Miley’s new music video, Can’t Be Tamed, was released this past Tuesday, May 4th. The press has described it as “sexy,” “dark” and “seductive.” I would just describe it as textbook selling out.

Britney did it. Aguilera did it. Beyoncé and Lady Gaga are still doing it. It’s a simple recipe for success:

    Take 1 part singing talent
    Add 1 heaping tablespoon of risqué
    Mix in 1 part questionable lyrics
    Add just a dash of controversy

Now the young star of Hannah Montana is following the same formula.

Miley’s 2009 Teen Choice Awards controversial pole dance pales in comparison to this new video. She has clearly graduated from ‘questionable’ and moved on to ‘sex object.’

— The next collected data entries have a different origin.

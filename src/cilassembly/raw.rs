//! Building metadata from raw rows.
//!
//! [`RawMetadataBuilder`] serializes rows given as column values, together with the heaps they
//! index, into a complete metadata blob or a flat CLI payload. It is the tool for producing
//! small images without a compiler.
//!
//! # Examples
//!
//! ```rust
//! use dotmodel::{cilassembly::RawMetadataBuilder, metadata::tables::TableId, File, ModuleDef};
//!
//! let mut builder = RawMetadataBuilder::new();
//! let name = builder.string("Sample.dll")?;
//! builder.add_row(TableId::Module, vec![0, name, 0, 0, 0])?;
//! let module_type = builder.string("<Module>")?;
//! builder.add_row(TableId::TypeDef, vec![0, module_type, 0, 0, 1, 1])?;
//!
//! let image = builder.build_image()?;
//! let module = ModuleDef::load(File::from_flat(image, 0x2000)?)?;
//! assert_eq!(module.name()?, "Sample.dll");
//! # Ok::<(), dotmodel::Error>(())
//! ```

use crate::{
    cilassembly::{
        heaps::{BlobHeapBuilder, GuidHeapBuilder, StringsHeapBuilder},
        metadata::{serialize_metadata, RootHeader, TablesStream},
        writer::{write_image, WriterOptions},
        chunks::NetResources,
    },
    metadata::tables::{columns, TableId},
    utils::to_u32,
    Result,
};

/// Collects rows and heap values and serializes them as metadata
pub struct RawMetadataBuilder {
    root: RootHeader,
    tables: TablesStream,
    strings: StringsHeapBuilder,
    blobs: BlobHeapBuilder,
    guids: GuidHeapBuilder,
    resources: NetResources,
}

impl RawMetadataBuilder {
    /// An empty builder with the default root version
    #[must_use]
    pub fn new() -> Self {
        RawMetadataBuilder {
            root: RootHeader::default(),
            tables: TablesStream::new(),
            strings: StringsHeapBuilder::new(),
            blobs: BlobHeapBuilder::new(),
            guids: GuidHeapBuilder::new(),
            resources: NetResources::new(),
        }
    }

    /// Replace the root header
    #[must_use]
    pub fn with_root(mut self, root: RootHeader) -> Self {
        self.root = root;
        self
    }

    /// The `#Strings` index of `value`
    ///
    /// # Errors
    /// Returns an error if the heap grows beyond 4 GiB
    pub fn string(&mut self, value: &str) -> Result<u32> {
        self.strings.add(value)
    }

    /// The `#Blob` index of `value`
    ///
    /// # Errors
    /// Returns an error if the heap grows beyond 4 GiB
    pub fn blob(&mut self, value: &[u8]) -> Result<u32> {
        self.blobs.add(value)
    }

    /// The `#GUID` index of `value`
    ///
    /// # Errors
    /// Returns an error if the heap grows beyond 4 GiB
    pub fn guid(&mut self, value: &[u8; 16]) -> Result<u32> {
        self.guids.add(value)
    }

    /// Add a managed resource, returning its offset for a `ManifestResource` row
    ///
    /// # Errors
    /// Returns an error if the resources grow beyond 4 GiB
    pub fn resource(&mut self, data: &[u8]) -> Result<u32> {
        self.resources.add(data)
    }

    /// Append a row to `table` and return its rid.
    ///
    /// Rows are written in the order they are added; sorted tables must be filled in key
    /// order.
    ///
    /// # Errors
    /// Returns an error if the number of values does not match the columns of `table`
    pub fn add_row(&mut self, table: TableId, row: Vec<u32>) -> Result<u32> {
        let expected = columns(table).len();
        if row.len() != expected {
            return Err(malformed_error!(
                "{:?} rows have {} columns, got {}",
                table,
                expected,
                row.len()
            ));
        }

        let rows = self.tables.rows_mut(table);
        rows.push(row);
        to_u32(rows.len())
    }

    /// Number of rows added to `table`
    #[must_use]
    pub fn row_count(&self, table: TableId) -> usize {
        self.tables.rows(table).len()
    }

    fn streams(self) -> Result<(RootHeader, Vec<(String, Vec<u8>)>, NetResources)> {
        let strings = self.strings.finish();
        let blobs = self.blobs.finish();
        let guids = self.guids.finish();
        let tables = self
            .tables
            .serialize(strings.len(), blobs.len(), guids.len())?;

        let streams = vec![
            ("#~".to_string(), tables),
            ("#Strings".to_string(), strings),
            ("#US".to_string(), vec![0; 4]),
            ("#GUID".to_string(), guids),
            ("#Blob".to_string(), blobs),
        ];
        Ok((self.root, streams, self.resources))
    }

    /// Serialize the metadata blob
    ///
    /// # Errors
    /// Returns an error if a table has too many rows or the metadata grows beyond 4 GiB
    pub fn build(self) -> Result<Vec<u8>> {
        let (root, streams, _) = self.streams()?;
        serialize_metadata(&root, &streams)
    }

    /// Serialize a flat CLI payload with the default [`WriterOptions`], readable with
    /// [`crate::File::from_flat`] at RVA 0x2000
    ///
    /// # Errors
    /// Returns an error if the metadata can not be serialized
    pub fn build_image(self) -> Result<Vec<u8>> {
        self.build_image_with(&WriterOptions::default())
    }

    /// Serialize a flat CLI payload laid out with `options`
    ///
    /// # Errors
    /// Returns an error if the metadata can not be serialized
    pub fn build_image_with(self, options: &WriterOptions) -> Result<Vec<u8>> {
        let (root, streams, resources) = self.streams()?;
        let metadata = serialize_metadata(&root, &streams)?;
        write_image(metadata, Some(resources), options)
    }
}

impl Default for RawMetadataBuilder {
    fn default() -> Self {
        RawMetadataBuilder::new()
    }
}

As a father of two girls who grew up watching Hannah Montana, this is really heartbreaking for me to see. Miley had the opportunity to be something rare today: a positive role model for young girls. Instead, she seems to have chosen to go with the flow, corrupting our young girls’ minds with false ideas about where our value comes from.

I wonder if Miley even realizes that she’s falling in suit with the American Psychological Association’s (APA’s) definition of the sexualization of girls:

    When a person’s value comes only from her/his sexual appeal or behavior, to the exclusion of other characteristics, and when a person is sexually objectified, e.g., made into a thing for another’s sexual use.

Miley’s new video pulls no punches in this area.  An MTV article describes her in the video as “newly sexualized now that she’s Disney free.” The video shows Miley:

  • Dancing seductively, thrusting her head back in sexual moves
  • Dancing intimately with male and female dancers
  • Laying on the ground running her hands over herself erotically

I’m not the only one referring to her antics as sexual. MTV describes Miley as “seductively dancing in her cage” and “dancing very intimately with male and female dancers.”

CBS News describes the Hannah Montana star as “stepping even further away from her Disney image with the sexy new video.” The article goes on to describe her outfits as “revealing,” concluding that “The sexy video is a departure from Cyrus’ earlier, more wholesome videos. The costumes, chorography, bevy of backup dancers and the ‘can’t-keep-me-down’ lyrics look like something out of Britney Spears’ heyday.”

LA Times calls her latest video “too saucy for her tween audience.” It goes on to describe a scene in the video where “she appears to be straddling the leg of a female dancer who seems to be worked up about something or another. Is this any way for a recent American Idol mentor to behave?”

Fox News, in their May 5th article, Too Sexy Too Soon, agrees.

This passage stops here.